Recent reports of bed bugs are increasingBed bugs have become a growing nuisance for homeowners, travelers, medical assistants and doctors in the past few years. Recent reports have found that the cases of bed bugs have been increasing within the last few months, but a seasonal pattern is emerging.

The Philadelphia Department of Public Health has been studying bed bug infestations for the past several years and they have found that until recently it was difficult to determine any pattern in their contamination. Depending on the season and climate, reports of bed bugs will fluctuate, which indicates a change in their mobility. In Philadelphia, where these reports are being studied, residents made more than 230 complaints of bed bug infestations in a nine-month period, and the majority of these were made during the warmer months. Control programs to combat these bugs can be guided by seasonal trends that are emerging. 1

How health care professionals diagnose bed bug bites

Because bed bugs are hard to see, bites on the body are the most common way health care providers can diagnose whether a patient has been exposed. Red, itchy welts will appear in a serrated pattern and are commonly mistaken for hives, chickenpox or a rash. The best way for doctors, nurses and medical assisting professionals to determine if bed bugs are the culprit is to ask patients to inspect their beds or homes for signs of bed bugs. Different methods can be used to detect them.
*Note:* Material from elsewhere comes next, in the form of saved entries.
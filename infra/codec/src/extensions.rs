//! # Rule Extensions
//!
//! The [`RuleExt`] extension trait lets a concrete rule encode and decode itself
//! through a [`RuleSerializer`], and [`BoxedRuleExt`] gives `Box<dyn Rule>` the
//! typed accessors that `dyn Any` would.

use crate::engine::{RuleSerializer, downcast};
use crate::error::CodecError;
use crate::source::TypeSource;
use crate::types::{Rule, RuleModel};

/// Extension trait implemented for every concrete rule type.
pub trait RuleExt: Rule + RuleModel {
    /// Encodes the rule, with `extra` sources known in addition to the defaults.
    ///
    /// # Errors
    /// See [`RuleSerializer::serialize`].
    fn to_text(&self, serializer: &RuleSerializer, extra: &[TypeSource]) -> Result<String, CodecError> {
        serializer.serialize(self, extra)
    }

    /// Decodes a rule of this type.
    ///
    /// # Errors
    /// See [`RuleSerializer::deserialize`].
    fn from_text(
        serializer: &RuleSerializer,
        text: &str,
        extra: &[TypeSource],
    ) -> Result<Self, CodecError> {
        serializer.deserialize(text, extra)
    }

    /// A [`TypeSource`] naming exactly this type.
    #[must_use]
    fn type_source() -> TypeSource {
        TypeSource::rule::<Self>()
    }
}

impl<T: Rule + RuleModel> RuleExt for T {}

/// Typed access to boxed rules.
pub trait BoxedRuleExt {
    /// Returns `true` if the boxed rule is a `T`.
    fn is<T: Rule>(&self) -> bool;

    fn downcast_ref<T: Rule>(&self) -> Option<&T>;

    /// Moves the boxed rule into its concrete type.
    ///
    /// # Errors
    /// Returns [`CodecError::TypeMismatch`] if the rule is not a `T`.
    fn downcast<T: Rule>(self) -> Result<T, CodecError>;
}

impl BoxedRuleExt for Box<dyn Rule> {
    fn is<T: Rule>(&self) -> bool {
        self.rule_type().is::<T>()
    }

    fn downcast_ref<T: Rule>(&self) -> Option<&T> {
        self.as_any().downcast_ref::<T>()
    }

    fn downcast<T: Rule>(self) -> Result<T, CodecError> {
        downcast(self)
    }
}
use std::borrow::Cow;

use rulekit_codec::CodecError;
use rulekit_kernel::config::ConfigError;
use rulekit_logger::LoggerError;

/// Errors raised while bringing up a rulekit host.
#[rulekit_derive::rulekit_error]
pub enum RulekitError {
    #[error("Codec setup failed{}: {source}", format_context(.context))]
    Codec { source: CodecError, context: Option<Cow<'static, str>> },

    #[error("Configuration failed{}: {source}", format_context(.context))]
    Config { source: ConfigError, context: Option<Cow<'static, str>> },

    #[error("Logging setup failed{}: {source}", format_context(.context))]
    Logger { source: LoggerError, context: Option<Cow<'static, str>> },
}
Bed bugs emit a sweet but stale odor because they release chemicals to communicate. Blackish specks of excrement left behind may be evident on bedding or upholstered furniture. Bed bugs also shed their exoskeleton, which resemble shell-like remains and can indicate they have invaded the space. Specks of blood on sheets or mattress pads near the seams is another indicator, as well as the presence of their eggs, which are about the size of an orange seed. 2

How bed bug bites are treated

People react differently to bed bug bites. In some, bites will appear after a few hours and in others they may take up to a week to manifest. Health care professionals should look for bites, blisters, hives or a skin infection that can occur if the bites are scratched. Treating the itch is the first form of defense against a skin infection, and antihistamine pills or liquids can help with this, as well as corticosteroids applied directly to the rash. If a skin infection is diagnosed, it can be treated with an antiseptic medication or antibiotic. Determining if the bites on the body are actually from bed bugs is an important step, however, because some topical medications may not treat other infections. Antihistamine injections may be necessary for those experiencing a severe allergic reaction to the bites.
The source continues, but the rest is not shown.